During the production of 1994's Vitalogy, Pearl Jam guitarist Mike McCready went into drug and alcohol rehab at the Hazelden Clinic in Minnesota, where he met bassist John Baker Saunders. In 1994, when the two returned to Seattle, Washington, they formed a side band with drummer Barrett Martin. Immediately the trio set up rehearsal time together and wrote the music for two songs that would later become Mad Season's "Wake Up" and "River of Deceit", both of which would later appear on the band's album Above. McCready then brought in friend and Alice in Chains frontman Layne Staley to round out the line-up. McCready had hoped that being around sober musicians would push Staley to get himself sober. Despite not having a single song completely prepared (only beginnings of songs, according to Martin) and not even having a name for the band, McCready scheduled an unannounced show at the Crocodile Cafe on October 12, 1994, which turned out to be a big success. The band called itself the Gacy Bunch -after both the notorious serial killer John Wayne Gacy of Chicago and the 1970s sitcom The Brady Bunch-during this gig. After gaining more popularity, the band recorded its only album and changed its name to Mad Season, which is an English term for the time of the year when psilocybin mushrooms are in full bloom and a term which McCready related to "the seasons of drinking and drug abuse."

In 1997, attempts were made by McCready, Saunders, and Martin to revive Mad Season, although by this point Staley's health had worsened due to severe drug addiction; he would never perform again after a July 1996 Alice in Chains show.
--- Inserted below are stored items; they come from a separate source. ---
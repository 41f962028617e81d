//! numreg - numerical regression harness CLI
//!
//! ## Commands
//!
//! - `run`: run every variant of a suite and compare against references
//! - `compare`: compare one result document against one reference document
//! - `report`: print a stored suite report

use anyhow::{Context, Result};
use clap::{Parser, Subcommand};
use numreg_core::{
    compare, read_report, render_summary, render_totals, render_variant, write_report,
    AggregatorState, ComparisonField, OverallResult, ProcessExecutor, ProgramExecutor,
    SuiteConfig, TestAggregator, Tolerance, EXIT_FAILURE, EXIT_SUCCESS,
};
use std::io::Write;
use std::path::{Path, PathBuf};
use std::process::ExitCode;
use tracing::{info, Level};

#[derive(Parser)]
#[command(name = "numreg")]
#[command(author = "Stevedores Org")]
#[command(version = env!("CARGO_PKG_VERSION"))]
#[command(about = "Numerical regression harness", long_about = None)]
struct Cli {
    /// Enable verbose output
    #[arg(short, long, global = true)]
    verbose: bool,

    /// Emit JSON-formatted log lines
    #[arg(long, global = true)]
    json: bool,

    #[command(subcommand)]
    command: Commands,
}

#[derive(Subcommand)]
enum Commands {
    /// Run every variant of a suite and compare results against references
    Run {
        /// Suite file (JSON)
        #[arg(short, long, env = "NUMREG_SUITE")]
        suite: PathBuf,

        /// Only run the named variants (repeatable)
        #[arg(long = "only")]
        only: Vec<String>,

        /// Run directory, overriding the suite's working_dir
        #[arg(long)]
        work_dir: Option<PathBuf>,

        /// Directory to store the JSON report in
        #[arg(long, env = "NUMREG_REPORT_DIR")]
        report_dir: Option<PathBuf>,
    },

    /// Compare a result document against a reference document
    Compare {
        /// Result document produced by the program
        #[arg(long)]
        actual: PathBuf,

        /// Reference document
        #[arg(long)]
        reference: PathBuf,

        /// Field to compare (repeatable; dotted paths allowed)
        #[arg(short, long = "field", required = true)]
        fields: Vec<String>,

        /// Absolute tolerance for numeric fields
        #[arg(short, long, default_value = "1e-4")]
        tolerance: f64,
    },

    /// Print a stored suite report
    Report {
        /// Run ID of the report
        #[arg(long)]
        run: String,

        /// Directory holding reports
        #[arg(long, env = "NUMREG_REPORT_DIR", default_value = ".numreg/reports")]
        report_dir: PathBuf,
    },
}

#[tokio::main]
async fn main() -> Result<ExitCode> {
    let cli = Cli::parse();

    let level = if cli.verbose {
        Level::DEBUG
    } else {
        Level::INFO
    };
    numreg_core::init_tracing(cli.json, level);

    let status = match cli.command {
        Commands::Run {
            suite,
            only,
            work_dir,
            report_dir,
        } => cmd_run(&suite, &only, work_dir.as_deref(), report_dir.as_deref()).await?,
        Commands::Compare {
            actual,
            reference,
            fields,
            tolerance,
        } => cmd_compare(&actual, &reference, &fields, tolerance)?,
        Commands::Report { run, report_dir } => cmd_report(&run, &report_dir)?,
    };

    Ok(ExitCode::from(status as u8))
}

/// Run a suite and return the process exit status.
async fn cmd_run(
    suite_path: &Path,
    only: &[String],
    work_dir: Option<&Path>,
    report_dir: Option<&Path>,
) -> Result<i32> {
    let mut suite = SuiteConfig::from_path(suite_path)
        .with_context(|| format!("Failed to load suite {}", suite_path.display()))?
        .select(only)?;

    if let Some(dir) = work_dir {
        suite.working_dir = if dir.is_absolute() {
            dir.to_path_buf()
        } else {
            std::env::current_dir()?.join(dir)
        };
    }

    println!("Testing {}/{}", suite.program.display(), suite.name);
    println!(
        " reference files found in directory: {}",
        suite.reference_dir.display()
    );
    println!();

    let aggregator = TestAggregator::new(suite, ProcessExecutor);
    let result = run_with_progress(aggregator, &mut std::io::stdout()).await?;

    if let Some(dir) = report_dir {
        let path = write_report(&result, dir).context("Failed to write report")?;
        info!(path = %path.display(), "Wrote report");
        println!("Report: {}", path.display());
    }

    Ok(result.exit_code())
}

/// Step `aggregator` to completion, writing each variant's command before it
/// runs and its verdict block as soon as it has been compared.
async fn run_with_progress<E: ProgramExecutor>(
    mut aggregator: TestAggregator<E>,
    out: &mut impl Write,
) -> Result<OverallResult> {
    loop {
        match aggregator.state() {
            AggregatorState::Pending(i) => {
                let suite = aggregator.suite();
                writeln!(
                    out,
                    "executing \n  {}",
                    suite.invocation_for(&suite.variants[i])
                )?;
                out.flush()?;
            }
            AggregatorState::Finalized => break,
            AggregatorState::Ran(_) | AggregatorState::Compared(_) => {}
        }

        if let AggregatorState::Compared(_) = aggregator.step().await {
            if let Some(outcome) = aggregator.outcomes().last() {
                writeln!(out, "{}", render_variant(outcome))?;
                out.flush()?;
            }
        }
    }

    let result = aggregator.finish();
    write!(out, "{}", render_totals(&result))?;
    Ok(result)
}

/// Compare two documents and return the process exit status.
fn cmd_compare(actual: &Path, reference: &Path, fields: &[String], tolerance: f64) -> Result<i32> {
    let tolerance = Tolerance::absolute(tolerance).map_err(anyhow::Error::msg)?;
    let fields: Vec<ComparisonField> = fields.iter().map(ComparisonField::new).collect();

    let comparison = match compare(actual, reference, &fields, tolerance) {
        Ok(comparison) => comparison,
        Err(e) => {
            println!("✗ {}", e);
            return Ok(EXIT_FAILURE);
        }
    };

    for verdict in &comparison.verdicts {
        let mark = if verdict.within_tolerance { "✓" } else { "✗" };
        println!("  {} {}", mark, verdict.detail);
    }
    println!("final success: {}", comparison.passed);

    Ok(if comparison.passed {
        EXIT_SUCCESS
    } else {
        EXIT_FAILURE
    })
}

/// Print a stored report and return its exit status.
fn cmd_report(run_id: &str, report_dir: &Path) -> Result<i32> {
    let result = read_report(run_id, report_dir)
        .with_context(|| format!("Failed to read report {}", run_id))?;

    println!("Run ID: {}", result.run_id);
    println!("Suite: {}", result.suite);
    println!("Started: {}", result.started_at.to_rfc3339());
    println!();
    print!("{}", render_summary(&result));

    Ok(result.exit_code())
}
As a result, Mad Season was without a singer. With Staley now out of the picture, the band recruited vocalist Mark Lanegan (of the Screaming Trees), who had previously guested on the Above album (as well as at live shows) as its new permanent singer. With the switch in frontmen, the group also switched names adopting the Disinformation moniker in late 1997. Work reportedly began in 1998 on what would have been Disinformation's debut album, although between everyone's busy schedules, it became difficult to meet in the studio together. Over the course of the year, the quartet gradually grew apart, making a Disinformation album all the more unlikely. Another critical blow was dealt with the project in January 1999 with the death of bassist John Baker Saunders from an overdose of heroin. The group (especially Saunders' long-time friend Mike McCready) was deeply saddened to hear news of his death. Although no official announcement by the band was ever given, Staley confirmed in July 1999 (during an Alice in Chains interview) that the group had disbanded.